[[ Dataset extract, beginning ]]

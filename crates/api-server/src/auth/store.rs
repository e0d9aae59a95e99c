//! User registry with file persistence and stateless JWT sessions.
//!
//! Roles are fixed at registration time; sign-in never accepts a role. The
//! single admin identity is matched against configured credentials and is
//! never written into the registry.

use std::collections::HashMap;
use std::path::{Path, PathBuf};
use std::str::FromStr;
use std::sync::Arc;

use base64::{engine::general_purpose::URL_SAFE_NO_PAD, Engine as _};
use chrono::{Duration, Utc};
use jsonwebtoken::{decode, encode, Algorithm, DecodingKey, EncodingKey, Header, Validation};
use rand::RngCore;
use serde::{Deserialize, Serialize};
use sha2::{Digest, Sha256};
use thiserror::Error;
use tokio::sync::RwLock;
use uuid::Uuid;

use hc_core::user::{Actor, Role, StoredUser, UserSummary};

const DEFAULT_JWT_SECRET: &str = "dev-jwt-secret-change-me";
const DEFAULT_TOKEN_TTL_SECONDS: i64 = 60 * 60 * 8;
const DEFAULT_ADMIN_EMAIL: &str = "admin@hotelconnector.com";
const DEFAULT_ADMIN_PASSWORD: &str = "dev-admin-password-change-me";

#[derive(Debug, Error)]
pub enum AuthError {
    #[error("invalid input: {0}")]
    InvalidInput(String),

    #[error("authentication required: {0}")]
    AuthenticationRequired(String),

    #[error("forbidden: {0}")]
    Forbidden(String),

    #[error("email '{0}' is already registered")]
    DuplicateEmail(String),

    #[error("not found: {0}")]
    NotFound(String),

    #[error("storage error: {0}")]
    Storage(String),
}

#[derive(Debug, Clone, Serialize, Deserialize)]
pub struct AuthClaims {
    pub sub: String,
    pub email: String,
    pub role: String,
    pub exp: usize,
}

/// A verified session: the claims plus the registry view of the user.
#[derive(Debug, Clone)]
pub struct AuthSession {
    pub claims: AuthClaims,
    pub user: UserSummary,
}

impl AuthSession {
    /// The authorization view the marketplace repository checks against.
    pub fn actor(&self) -> Actor {
        Actor::new(self.user.email.clone(), self.user.role)
    }
}

#[derive(Debug, Default)]
struct RegistryState {
    users: HashMap<Uuid, StoredUser>,
}

#[derive(Debug, Default, Serialize, Deserialize)]
#[serde(rename_all = "camelCase")]
struct StoredRegistryState {
    registered_users: Vec<StoredUser>,
}

impl From<StoredRegistryState> for RegistryState {
    fn from(value: StoredRegistryState) -> Self {
        Self {
            users: value
                .registered_users
                .into_iter()
                .map(|item| (item.id, item))
                .collect(),
        }
    }
}

impl From<&RegistryState> for StoredRegistryState {
    fn from(value: &RegistryState) -> Self {
        Self {
            registered_users: value.users.values().cloned().collect(),
        }
    }
}

#[derive(Clone)]
pub struct AuthStore {
    state: Arc<RwLock<RegistryState>>,
    file_path: PathBuf,
    jwt_secret: String,
    token_ttl_seconds: i64,
    admin_email: String,
    admin_password: String,
}

impl AuthStore {
    pub async fn new(base_dir: PathBuf) -> Result<Self, AuthError> {
        tokio::fs::create_dir_all(&base_dir)
            .await
            .map_err(|err| AuthError::Storage(format!("Failed to create auth directory: {}", err)))?;

        let file_path = base_dir.join("users.json");
        let state = load_state(&file_path).await?;
        let jwt_secret =
            std::env::var("HC_AUTH_JWT_SECRET").unwrap_or_else(|_| DEFAULT_JWT_SECRET.to_string());
        let token_ttl_seconds = std::env::var("HC_AUTH_TOKEN_TTL_SECONDS")
            .ok()
            .and_then(|raw| raw.parse::<i64>().ok())
            .filter(|ttl| *ttl > 0)
            .unwrap_or(DEFAULT_TOKEN_TTL_SECONDS);
        let admin_email = std::env::var("HC_ADMIN_EMAIL")
            .unwrap_or_else(|_| DEFAULT_ADMIN_EMAIL.to_string())
            .to_lowercase();
        let admin_password = std::env::var("HC_ADMIN_PASSWORD")
            .unwrap_or_else(|_| DEFAULT_ADMIN_PASSWORD.to_string());

        Ok(Self {
            state: Arc::new(RwLock::new(state)),
            file_path,
            jwt_secret,
            token_ttl_seconds,
            admin_email,
            admin_password,
        })
    }

    /// Create an account. The role is recorded once, here, and cannot be
    /// changed by later sign-ins. Registering as admin is refused.
    pub async fn register(
        &self,
        email: &str,
        password: &str,
        full_name: &str,
        role: Role,
    ) -> Result<AuthSession, AuthError> {
        let normalized_email = normalize_email(email)?;
        validate_password(password)?;
        let full_name = full_name.trim();
        if full_name.is_empty() {
            return Err(AuthError::InvalidInput(
                "Full name cannot be empty".to_string(),
            ));
        }
        if role == Role::Admin {
            return Err(AuthError::Forbidden(
                "The admin identity cannot be registered".to_string(),
            ));
        }
        if normalized_email == self.admin_email {
            return Err(AuthError::DuplicateEmail(normalized_email));
        }

        let mut state = self.state.write().await;
        if state
            .users
            .values()
            .any(|user| user.email == normalized_email)
        {
            return Err(AuthError::DuplicateEmail(normalized_email));
        }

        let user = StoredUser {
            id: Uuid::new_v4(),
            full_name: full_name.to_string(),
            email: normalized_email,
            password_hash: hash_password(password),
            role,
            created_at: Utc::now(),
        };
        state.users.insert(user.id, user.clone());
        persist_state(&self.file_path, &state).await?;
        drop(state);

        self.build_session(UserSummary::from(&user))
    }

    /// Sign in with registry credentials, or as the fixed admin identity.
    pub async fn login(&self, email: &str, password: &str) -> Result<AuthSession, AuthError> {
        let normalized_email = normalize_email(email)?;

        if normalized_email == self.admin_email {
            if password != self.admin_password {
                return Err(AuthError::AuthenticationRequired(
                    "Invalid credentials".to_string(),
                ));
            }
            return self.build_session(self.admin_summary());
        }

        let state = self.state.read().await;
        let user = state
            .users
            .values()
            .find(|user| user.email == normalized_email)
            .cloned()
            .ok_or_else(|| AuthError::AuthenticationRequired("Invalid credentials".to_string()))?;
        drop(state);

        if !verify_password(&user.password_hash, password) {
            return Err(AuthError::AuthenticationRequired(
                "Invalid credentials".to_string(),
            ));
        }
        self.build_session(UserSummary::from(&user))
    }

    /// Verify a bearer token and rebuild the session it names.
    pub async fn authorize_bearer(&self, token: &str) -> Result<AuthSession, AuthError> {
        let claims = self.decode_claims(token)?;
        let role = Role::from_str(&claims.role)
            .map_err(|err| AuthError::AuthenticationRequired(err.to_string()))?;

        if role == Role::Admin {
            if !claims.email.eq_ignore_ascii_case(&self.admin_email) {
                return Err(AuthError::AuthenticationRequired(
                    "Token does not match the admin identity".to_string(),
                ));
            }
            return Ok(AuthSession {
                claims,
                user: self.admin_summary(),
            });
        }

        let user_id = Uuid::parse_str(&claims.sub)
            .map_err(|_| AuthError::AuthenticationRequired("Invalid token subject".to_string()))?;
        let state = self.state.read().await;
        let user = state
            .users
            .get(&user_id)
            .ok_or_else(|| AuthError::AuthenticationRequired("User not found".to_string()))?;
        if user.role != role {
            return Err(AuthError::AuthenticationRequired(
                "Token role does not match the registry".to_string(),
            ));
        }
        Ok(AuthSession {
            claims,
            user: UserSummary::from(user),
        })
    }

    /// Registry listing, for the admin dashboard.
    pub async fn list_users(&self, actor: &Actor) -> Result<Vec<UserSummary>, AuthError> {
        if !actor.is_admin() {
            return Err(AuthError::Forbidden(
                "Only an admin can list users".to_string(),
            ));
        }
        let state = self.state.read().await;
        let mut users: Vec<UserSummary> = state.users.values().map(UserSummary::from).collect();
        users.sort_by(|a, b| a.email.cmp(&b.email));
        Ok(users)
    }

    /// Remove an account from the registry (admin only).
    pub async fn delete_user(&self, actor: &Actor, id: Uuid) -> Result<(), AuthError> {
        if !actor.is_admin() {
            return Err(AuthError::Forbidden(
                "Only an admin can delete users".to_string(),
            ));
        }
        let mut state = self.state.write().await;
        if state.users.remove(&id).is_none() {
            return Err(AuthError::NotFound(format!("User {} not found", id)));
        }
        persist_state(&self.file_path, &state).await?;
        Ok(())
    }

    fn admin_summary(&self) -> UserSummary {
        UserSummary {
            id: Uuid::nil(),
            full_name: "Administrator".to_string(),
            email: self.admin_email.clone(),
            role: Role::Admin,
            created_at: Utc::now(),
        }
    }

    fn build_session(&self, user: UserSummary) -> Result<AuthSession, AuthError> {
        let exp = (Utc::now() + Duration::seconds(self.token_ttl_seconds)).timestamp();
        let exp = usize::try_from(exp)
            .map_err(|_| AuthError::Storage("Failed to encode token expiration".to_string()))?;
        let claims = AuthClaims {
            sub: user.id.to_string(),
            email: user.email.clone(),
            role: user.role.as_str().to_string(),
            exp,
        };
        Ok(AuthSession { claims, user })
    }

    pub fn encode_claims(&self, claims: &AuthClaims) -> Result<String, AuthError> {
        encode(
            &Header::new(Algorithm::HS256),
            claims,
            &EncodingKey::from_secret(self.jwt_secret.as_bytes()),
        )
        .map_err(|err| AuthError::Storage(format!("Failed to encode JWT: {}", err)))
    }

    pub fn decode_claims(&self, token: &str) -> Result<AuthClaims, AuthError> {
        let decoded = decode::<AuthClaims>(
            token,
            &DecodingKey::from_secret(self.jwt_secret.as_bytes()),
            &Validation::new(Algorithm::HS256),
        )
        .map_err(|err| AuthError::AuthenticationRequired(format!("Invalid token: {}", err)))?;
        Ok(decoded.claims)
    }
}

[[ Dataset extract, end ]]

> What you have to do: The response consists of the lines above that contain "repository".

> Exercise answer:
repository e0d9aae59a95e99c
    /// The authorization view the marketplace repository checks against.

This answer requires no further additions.